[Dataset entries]

————————

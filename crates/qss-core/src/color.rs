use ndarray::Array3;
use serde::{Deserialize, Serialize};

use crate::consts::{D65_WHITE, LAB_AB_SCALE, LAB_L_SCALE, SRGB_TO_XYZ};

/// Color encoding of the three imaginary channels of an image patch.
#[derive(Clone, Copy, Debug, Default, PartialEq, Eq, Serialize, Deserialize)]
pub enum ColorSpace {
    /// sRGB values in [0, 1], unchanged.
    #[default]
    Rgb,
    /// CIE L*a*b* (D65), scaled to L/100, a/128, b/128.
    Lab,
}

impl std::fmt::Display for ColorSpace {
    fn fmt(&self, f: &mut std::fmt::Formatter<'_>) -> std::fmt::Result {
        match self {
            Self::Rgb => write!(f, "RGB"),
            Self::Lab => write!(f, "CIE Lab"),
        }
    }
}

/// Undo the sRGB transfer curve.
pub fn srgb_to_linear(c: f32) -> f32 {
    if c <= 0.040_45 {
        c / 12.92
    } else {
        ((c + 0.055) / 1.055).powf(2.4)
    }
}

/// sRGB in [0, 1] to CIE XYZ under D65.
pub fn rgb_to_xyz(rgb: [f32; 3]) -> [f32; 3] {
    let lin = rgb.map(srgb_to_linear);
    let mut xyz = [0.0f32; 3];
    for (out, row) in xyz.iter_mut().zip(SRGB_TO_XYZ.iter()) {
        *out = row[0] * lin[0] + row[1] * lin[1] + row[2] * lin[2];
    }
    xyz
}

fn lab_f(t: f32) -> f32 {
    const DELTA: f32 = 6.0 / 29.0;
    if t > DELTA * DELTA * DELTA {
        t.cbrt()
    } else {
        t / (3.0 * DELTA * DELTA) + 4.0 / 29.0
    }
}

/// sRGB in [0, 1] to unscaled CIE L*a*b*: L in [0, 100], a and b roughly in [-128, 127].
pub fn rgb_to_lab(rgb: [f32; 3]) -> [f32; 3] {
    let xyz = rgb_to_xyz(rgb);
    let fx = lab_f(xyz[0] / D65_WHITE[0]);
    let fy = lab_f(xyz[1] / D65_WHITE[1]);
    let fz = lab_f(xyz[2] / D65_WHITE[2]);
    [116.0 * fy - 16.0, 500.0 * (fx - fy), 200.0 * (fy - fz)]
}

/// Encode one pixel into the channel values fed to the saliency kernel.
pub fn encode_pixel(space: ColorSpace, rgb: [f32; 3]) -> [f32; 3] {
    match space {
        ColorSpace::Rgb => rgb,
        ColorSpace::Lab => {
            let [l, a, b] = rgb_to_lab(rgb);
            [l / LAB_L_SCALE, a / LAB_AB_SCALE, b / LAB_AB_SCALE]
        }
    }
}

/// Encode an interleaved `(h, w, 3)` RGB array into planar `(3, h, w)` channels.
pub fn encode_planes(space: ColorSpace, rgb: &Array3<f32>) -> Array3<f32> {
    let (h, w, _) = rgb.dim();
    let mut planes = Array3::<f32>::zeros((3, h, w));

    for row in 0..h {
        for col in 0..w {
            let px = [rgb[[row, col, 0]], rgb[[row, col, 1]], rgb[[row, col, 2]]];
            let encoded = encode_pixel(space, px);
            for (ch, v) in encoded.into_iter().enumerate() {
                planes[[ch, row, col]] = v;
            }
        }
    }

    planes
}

————————

Transcribe every entry verbatim.

▶ **Task result**
filename crates/qss-core/src/color.rs
use ndarray::Array3;
use serde::{Deserialize, Serialize};

use crate::consts::{D65_WHITE, LAB_AB_SCALE, LAB_L_SCALE, SRGB_TO_XYZ};

/// Color encoding of the three imaginary channels of an image patch.
#[derive(Clone, Copy, Debug, Default, PartialEq, Eq, Serialize, Deserialize)]
pub enum ColorSpace {
    /// sRGB values in [0, 1], unchanged.
    #[default]
    Rgb,
    /// CIE L*a*b* (D65), scaled to L/100, a/128, b/128.
    Lab,
}

impl std::fmt::Display for ColorSpace {
    fn fmt(&self, f: &mut std::fmt::Formatter<'_>) -> std::fmt::Result {
        match self {
            Self::Rgb => write!(f, "RGB"),
            Self::Lab => write!(f, "CIE Lab"),
        }
    }
}

/// Undo the sRGB transfer curve.
pub fn srgb_to_linear(c: f32) -> f32 {
    if c <= 0.040_45 {
        c / 12.92
    } else {
        ((c + 0.055) / 1.055).powf(2.4)
    }
}

/// sRGB in [0, 1] to CIE XYZ under D65.
pub fn rgb_to_xyz(rgb: [f32; 3]) -> [f32; 3] {
    let lin = rgb.map(srgb_to_linear);
    let mut xyz = [0.0f32; 3];
    for (out, row) in xyz.iter_mut().zip(SRGB_TO_XYZ.iter()) {
        *out = row[0] * lin[0] + row[1] * lin[1] + row[2] * lin[2];
    }
    xyz
}

fn lab_f(t: f32) -> f32 {
    const DELTA: f32 = 6.0 / 29.0;
    if t > DELTA * DELTA * DELTA {
        t.cbrt()
    } else {
        t / (3.0 * DELTA * DELTA) + 4.0 / 29.0
    }
}

/// sRGB in [0, 1] to unscaled CIE L*a*b*: L in [0, 100], a and b roughly in [-128, 127].
pub fn rgb_to_lab(rgb: [f32; 3]) -> [f32; 3] {
    let xyz = rgb_to_xyz(rgb);
    let fx = lab_f(xyz[0] / D65_WHITE[0]);
    let fy = lab_f(xyz[1] / D65_WHITE[1]);
    let fz = lab_f(xyz[2] / D65_WHITE[2]);
    [116.0 * fy - 16.0, 500.0 * (fx - fy), 200.0 * (fy - fz)]
}

/// Encode one pixel into the channel values fed to the saliency kernel.
pub fn encode_pixel(space: ColorSpace, rgb: [f32; 3]) -> [f32; 3] {
    match space {
        ColorSpace::Rgb => rgb,
        ColorSpace::Lab => {
            let [l, a, b] = rgb_to_lab(rgb);
            [l / LAB_L_SCALE, a / LAB_AB_SCALE, b / LAB_AB_SCALE]
        }
    }
}

/// Encode an interleaved `(h, w, 3)` RGB array into planar `(3, h, w)` channels.
pub fn encode_planes(space: ColorSpace, rgb: &Array3<f32>) -> Array3<f32> {
    let (h, w, _) = rgb.dim();
    let mut planes = Array3::<f32>::zeros((3, h, w));

    for row in 0..h {
        for col in 0..w {
            let px = [rgb[[row, col, 0]], rgb[[row, col, 1]], rgb[[row, col, 2]]];
            let encoded = encode_pixel(space, px);
            for (ch, v) in encoded.into_iter().enumerate() {
                planes[[ch, row, col]] = v;
            }
        }
    }

    planes
}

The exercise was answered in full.